By all accounts, 2009 was again a very challenging year. The RNC and the Supervisory Board believe the Managing Board, under the leadership of Mr. Drost, has taken decisive action in such critical areas as funding diversification, liquidity management, risk management and business development. This helped to triple the production of new corporate loans in the second half of 2009 compared to the first half. All in all, the RNC and the Supervisory Board are very pleased with the Managing Board’s achievements, under continued difficult market circumstances.
In light of the special circumstances in the financial markets and for the second year running, the Managing Board requested not to be considered for any short-term variable compensation related to 2009 performance even though, based on an objective assessment of the Managing Board’s performance, variable compensation would have been warranted. The RNC very much welcomed this responsible initiative of the Managing Board. Consequently, the RNC recommended to the Supervisory Board that no short-term variable compensation be awarded for the performance year 2009 for any of the Managing Board members. The Supervisory Board accepted the recommendations made by the RNC and decided accordingly.

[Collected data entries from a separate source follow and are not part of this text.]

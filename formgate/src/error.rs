//! Error types.
//!
//! Validation failures are never errors; a field that fails its rules is
//! simply [`Validity::Invalid`](crate::field::Validity::Invalid). `FormError`
//! covers misuse of the engine itself.

use std::any::Any;

use thiserror::Error;

/// Errors raised while building or wiring a form.
#[derive(Debug, Error)]
pub enum FormError {
    /// A `regex` rule could not be compiled.
    #[error("Invalid regex pattern '{pattern}': {source}")]
    InvalidPattern {
        /// The pattern as given.
        pattern: String,
        #[source]
        source: regex::Error,
    },

    /// A field with the same id is already registered.
    #[error("Field '{0}' is already registered")]
    DuplicateField(String),

    /// Fields can only be registered before the form is mounted.
    #[error("Cannot register field '{0}': form is already mounted")]
    RegistrationClosed(String),

    /// `mount` was called twice without `unmount` in between.
    #[error("Form is already mounted")]
    AlreadyMounted,

    /// The tokio scheduler was requested outside of a runtime.
    #[error("No tokio runtime available for debounced validation")]
    NoRuntime,
}

/// Message carried by a panic payload, used when a custom rule panics.
///
/// Handles `&str` and `String` payloads; anything else becomes a generic
/// message.
pub fn extract_panic_message(panic: &Box<dyn Any + Send>) -> String {
    if let Some(s) = panic.downcast_ref::<&str>() {
        (*s).to_string()
    } else if let Some(s) = panic.downcast_ref::<String>() {
        s.clone()
    } else {
        "Unknown panic".to_string()
    }
}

Review, relevant guidelines and compliance
NIBC needed to thoroughly review its remuneration policies and practices, both for the Managing Board, the Supervisory Board and other staff last year. This review was, indeed, undertaken and took the best part of the year given the complexity of the subject, the public and political sentiment and the various regulations that were published during the course of the year. These regulations included (i) the ‘Gentlemen’s Agreement’ between the Dutch Ministry of Finance and the Dutch Banking Association, (ii) the Rules of the Dutch State’s Credit Guarantee Scheme, (iii) the Report of the Maas Commission, (iv) the Dutch Corporate Governance Code, (v) the Dutch Banking Code, and (vi) the Principles for Controlled Remuneration Policies as issued by the Dutch Central Bank and the Dutch Authority for the Financial Markets (the DNB/AFM Principles). The RNC and the Supervisory Board have taken all these regulations into account in their review of NIBC’s remuneration policies.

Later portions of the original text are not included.